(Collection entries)
◇ ◇ ◇

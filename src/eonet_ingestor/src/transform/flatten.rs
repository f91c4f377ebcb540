//! Turns one events payload into event rows and occurrence rows.
//!
//! Events are read as raw JSON so a single odd record never fails the pass:
//! missing or mistyped fields become null/empty and are reported as warnings.
//! The only record that is dropped is one that is not an object or carries no
//! id, because without an id it cannot be keyed.

use chrono::{DateTime, Utc};
use serde_json::Value;
use tracing::{debug, info};

use crate::{
    errors::Warning,
    models::{event::Event, occurrence::Occurrence, timestamp::parse_timestamp},
    providers::EventsResponse,
};

/// Output of [`flatten_events`].
#[derive(Debug, Clone, Default, PartialEq)]
pub struct Flattened {
    pub events: Vec<Event>,
    pub occurrences: Vec<Occurrence>,
    pub warnings: Vec<Warning>,
}

/// Reads `id` fields that may arrive as strings or numbers.
fn id_string(value: &Value) -> Option<String> {
    match value {
        Value::String(s) => Some(s.trim().to_string()).filter(|s| !s.is_empty()),
        Value::Number(n) => Some(n.to_string()),
        _ => None,
    }
}

/// Per-event reader that records what it had to default.
struct RecordReader<'a> {
    record: &'a serde_json::Map<String, Value>,
    event_id: &'a str,
    warnings: &'a mut Vec<Warning>,
    index: usize,
}

impl<'a> RecordReader<'a> {
    fn malformed(&mut self, reason: String) {
        self.warnings.push(Warning::MalformedRecord {
            index: self.index,
            reason: format!("{}: {reason}", self.event_id),
        });
    }

    fn string(&mut self, field: &str) -> Option<String> {
        match self.record.get(field) {
            None | Some(Value::Null) => None,
            Some(Value::String(s)) => Some(s.clone()),
            Some(other) => {
                self.malformed(format!("`{field}` is {}, expected a string", type_name(other)));
                None
            }
        }
    }

    fn array(&mut self, field: &str) -> &'a [Value] {
        let record = self.record;
        match record.get(field) {
            None | Some(Value::Null) => &[],
            Some(Value::Array(items)) => items.as_slice(),
            Some(other) => {
                self.malformed(format!("`{field}` is {}, expected an array", type_name(other)));
                &[]
            }
        }
    }

    fn timestamp(&mut self, field: &'static str, raw: Option<&Value>) -> Option<DateTime<Utc>> {
        match raw {
            None | Some(Value::Null) => None,
            Some(Value::String(s)) if s.trim().is_empty() => None,
            Some(Value::String(s)) => {
                let parsed = parse_timestamp(s);
                if parsed.is_none() {
                    self.warnings.push(Warning::Parse {
                        event_id: self.event_id.to_string(),
                        field,
                        value: s.clone(),
                    });
                }
                parsed
            }
            Some(other) => {
                self.warnings.push(Warning::Parse {
                    event_id: self.event_id.to_string(),
                    field,
                    value: other.to_string(),
                });
                None
            }
        }
    }
}

fn type_name(value: &Value) -> &'static str {
    match value {
        Value::Null => "null",
        Value::Bool(_) => "a boolean",
        Value::Number(_) => "a number",
        Value::String(_) => "a string",
        Value::Array(_) => "an array",
        Value::Object(_) => "an object",
    }
}

/// Longitude/latitude of a geometry's `coordinates`.
///
/// A point uses its first two components. A polygon (nested arrays) uses the
/// vertex mean of its outer ring, ignoring the closing vertex. Anything else
/// yields nulls.
pub fn representative_point(coordinates: &Value) -> (Option<f64>, Option<f64>) {
    let Some(items) = coordinates.as_array() else {
        return (None, None);
    };
    match items.first() {
        Some(Value::Array(_)) => ring_centroid(items),
        Some(_) => (
            items.first().and_then(Value::as_f64),
            items.get(1).and_then(Value::as_f64),
        ),
        None => (None, None),
    }
}

fn ring_centroid(items: &[Value]) -> (Option<f64>, Option<f64>) {
    // Polygon: [[ [lon, lat], ... ], holes...]; a bare ring is accepted too.
    let ring = match items.first().and_then(Value::as_array) {
        Some(first) if first.first().is_some_and(Value::is_array) => first.as_slice(),
        _ => items,
    };
    let mut vertices: Vec<(f64, f64)> = ring
        .iter()
        .filter_map(|v| {
            let pair = v.as_array()?;
            Some((pair.first()?.as_f64()?, pair.get(1)?.as_f64()?))
        })
        .collect();
    if vertices.len() > 1 && vertices.first() == vertices.last() {
        vertices.pop();
    }
    if vertices.is_empty() {
        return (None, None);
    }
    let n = vertices.len() as f64;
    let (sum_lon, sum_lat) = vertices
        .iter()
        .fold((0.0, 0.0), |(lon, lat), (x, y)| (lon + x, lat + y));
    (Some(sum_lon / n), Some(sum_lat / n))
}

fn flatten_one(index: usize, raw: &Value, out: &mut Flattened) {
    let Some(record) = raw.as_object() else {
        out.warnings.push(Warning::MalformedRecord {
            index,
            reason: format!("event is {}, expected an object", type_name(raw)),
        });
        return;
    };
    let Some(event_id) = record.get("id").and_then(id_string) else {
        out.warnings.push(Warning::MalformedRecord {
            index,
            reason: "event has no usable `id`".to_string(),
        });
        return;
    };

    let mut reader = RecordReader {
        record,
        event_id: &event_id,
        warnings: &mut out.warnings,
        index,
    };

    let title = reader.string("title").unwrap_or_default();
    let description = reader.string("description");
    let link = reader.string("link").unwrap_or_default();
    let closed = reader.timestamp("closed", record.get("closed"));
    let status = reader
        .string("status")
        .or_else(|| Some(if closed.is_some() { "closed" } else { "open" }.to_string()));

    let (mut category_ids, mut categories) = (Vec::new(), Vec::new());
    for category in reader.array("categories") {
        category_ids.push(category.get("id").and_then(id_string).unwrap_or_default());
        categories.push(
            category
                .get("title")
                .and_then(Value::as_str)
                .unwrap_or_default()
                .to_string(),
        );
    }
    let sources: Vec<String> = reader
        .array("sources")
        .iter()
        .filter_map(|s| s.get("id").and_then(id_string))
        .collect();

    let joined_ids = category_ids.join(",");
    let joined_titles = categories.join(",");
    let template = Occurrence::bare(&event_id, &title, joined_ids, joined_titles);

    let geometry = reader.array("geometry");
    if geometry.is_empty() {
        out.occurrences.push(template.clone());
    }
    for (g, entry) in geometry.iter().enumerate() {
        let mut row = template.clone();
        if !entry.is_object() {
            reader.malformed(format!("geometry[{g}] is {}, expected an object", type_name(entry)));
            out.occurrences.push(row);
            continue;
        }
        row.set_date(reader.timestamp("date", entry.get("date")));
        row.occurrence_type = entry.get("type").and_then(Value::as_str).map(String::from);
        let (longitude, latitude) = entry
            .get("coordinates")
            .map(representative_point)
            .unwrap_or((None, None));
        row.longitude = longitude;
        row.latitude = latitude;
        out.occurrences.push(row);
    }

    let mut event = Event::new(event_id, title);
    event.description = description;
    event.link = link;
    event.closed = closed;
    event.status = status;
    event.categories = categories;
    event.category_ids = category_ids;
    event.sources = sources;
    out.events.push(event);
}

/// Flattens a payload into one [`Event`] per event and one [`Occurrence`] per
/// geometry entry (a single all-null occurrence for events without geometry).
pub fn flatten_events(payload: &EventsResponse) -> Flattened {
    let mut out = Flattened::default();
    for (index, raw) in payload.events.iter().enumerate() {
        flatten_one(index, raw, &mut out);
    }
    for warning in &out.warnings {
        debug!(%warning, "Flattening warning");
    }
    info!(
        events = out.events.len(),
        occurrences = out.occurrences.len(),
        warnings = out.warnings.len(),
        "Flattened payload"
    );
    out
}

#[cfg(test)]
mod tests {
    use chrono::TimeZone;
    use serde_json::json;

    use super::*;

    fn payload(events: Value) -> EventsResponse {
        serde_json::from_value(json!({ "title": "EONET Events", "events": events })).unwrap()
    }

    #[test]
    fn one_row_per_geometry_and_one_for_none() {
        let flat = flatten_events(&payload(json!([
            {
                "id": "EONET_1",
                "title": "Wildfire A",
                "categories": [{"id": "wildfires", "title": "Wildfires"}],
                "sources": [{"id": "InciWeb", "url": "https://example.org"}],
                "geometry": [
                    {"date": "2024-03-01T00:00:00Z", "type": "Point", "coordinates": [-74.0, 40.7]},
                    {"date": "2024-03-02T00:00:00Z", "type": "Point", "coordinates": [-74.1, 40.8]},
                    {"date": "2024-03-03T00:00:00Z", "type": "Point", "coordinates": [-74.2, 40.9]}
                ]
            },
            {
                "id": "EONET_2",
                "title": "Iceberg B",
                "categories": [{"id": 15, "title": "Sea and Lake Ice"}],
                "geometry": []
            }
        ])));

        assert_eq!(flat.events.len(), 2);
        assert_eq!(flat.occurrences.len(), 4);
        assert!(flat.warnings.is_empty(), "{:?}", flat.warnings);

        let first = &flat.occurrences[0];
        assert_eq!(first.longitude, Some(-74.0));
        assert_eq!(first.latitude, Some(40.7));
        assert_eq!(first.occurrence_type.as_deref(), Some("Point"));
        assert_eq!(first.date, Some(Utc.with_ymd_and_hms(2024, 3, 1, 0, 0, 0).unwrap()));
        assert_eq!((first.year, first.month, first.day), (Some(2024), Some(3), Some(1)));

        let bare = &flat.occurrences[3];
        assert_eq!(bare.event_id, "EONET_2");
        assert_eq!(bare.category_ids, "15");
        assert_eq!(bare.date, None);
        assert_eq!(bare.longitude, None);
        assert_eq!(bare.occurrence_type, None);

        assert_eq!(flat.events[0].sources, vec!["InciWeb"]);
        assert_eq!(flat.events[0].status.as_deref(), Some("open"));
        assert_eq!(flat.events[1].category_ids, vec!["15"]);
    }

    #[test]
    fn categories_are_joined_in_order() {
        let flat = flatten_events(&payload(json!([{
            "id": "EONET_3",
            "title": "Storm",
            "categories": [
                {"id": "severeStorms", "title": "Severe Storms"},
                {"id": "floods", "title": "Floods"}
            ]
        }])));
        let row = &flat.occurrences[0];
        assert_eq!(row.category_ids, "severeStorms,floods");
        assert_eq!(row.category_titles, "Severe Storms,Floods");
        assert_eq!(flat.events[0].categories, vec!["Severe Storms", "Floods"]);
    }

    #[test]
    fn polygon_uses_outer_ring_vertex_mean() {
        let coordinates = json!([[[0.0, 0.0], [2.0, 0.0], [2.0, 2.0], [0.0, 2.0], [0.0, 0.0]]]);
        assert_eq!(representative_point(&coordinates), (Some(1.0), Some(1.0)));
    }

    #[test]
    fn short_or_odd_coordinates_become_null() {
        assert_eq!(representative_point(&json!([12.5])), (Some(12.5), None));
        assert_eq!(representative_point(&json!([])), (None, None));
        assert_eq!(representative_point(&json!("nope")), (None, None));
        assert_eq!(representative_point(&json!(["a", "b"])), (None, None));
    }

    #[test]
    fn malformed_records_are_reported_not_fatal() {
        let flat = flatten_events(&payload(json!([
            "not an event",
            {"title": "no id"},
            {
                "id": "EONET_4",
                "title": 7,
                "closed": "2024-04-01T00:00:00Z",
                "categories": "wildfires",
                "geometry": [
                    {"date": "yesterday-ish", "type": "Point", "coordinates": [10.0, 20.0]},
                    null
                ]
            }
        ])));

        assert_eq!(flat.events.len(), 1);
        assert_eq!(flat.occurrences.len(), 2);

        let event = &flat.events[0];
        assert_eq!(event.title, "");
        assert!(event.categories.is_empty());
        assert_eq!(event.status.as_deref(), Some("closed"));

        assert_eq!(flat.occurrences[0].date, None);
        assert_eq!(flat.occurrences[0].latitude, Some(20.0));
        assert_eq!(flat.occurrences[1].latitude, None);

        let parse = flat
            .warnings
            .iter()
            .filter(|w| matches!(w, Warning::Parse { .. }))
            .count();
        let malformed = flat
            .warnings
            .iter()
            .filter(|w| matches!(w, Warning::MalformedRecord { .. }))
            .count();
        assert_eq!(parse, 1);
        // non-object, missing id, numeric title, string categories, null geometry entry
        assert_eq!(malformed, 5);
    }

    #[test]
    fn only_unkeyable_events_are_skipped() {
        let flat = flatten_events(&payload(json!([
            {"id": "   ", "title": "blank id", "geometry": []},
            {"id": null, "title": "null id"},
            {"id": ["EONET_9"], "title": "array id"},
            {"id": 42, "title": "numeric id"}
        ])));

        assert_eq!(flat.events.len(), 1);
        assert_eq!(flat.events[0].event_id, "42");
        assert_eq!(flat.occurrences.len(), 1);
        assert!(flat.occurrences[0].is_placeholder());

        let skipped: Vec<usize> = flat
            .warnings
            .iter()
            .filter_map(|w| match w {
                Warning::MalformedRecord { index, .. } => Some(*index),
                _ => None,
            })
            .collect();
        assert_eq!(skipped, vec![0, 1, 2]);
    }

    #[test]
    fn empty_payload_flattens_to_nothing() {
        let flat = flatten_events(&EventsResponse::default());
        assert_eq!(flat, Flattened::default());
    }
}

◇ ◇ ◇

## WHAT YOU NEED TO DO:
Lines containing the word "wildfires" are to be located in the entries and copied.

## THE COMPLETED TASK:
                "categories": [{"id": "wildfires", "title": "Wildfires"}],
                "categories": "wildfires",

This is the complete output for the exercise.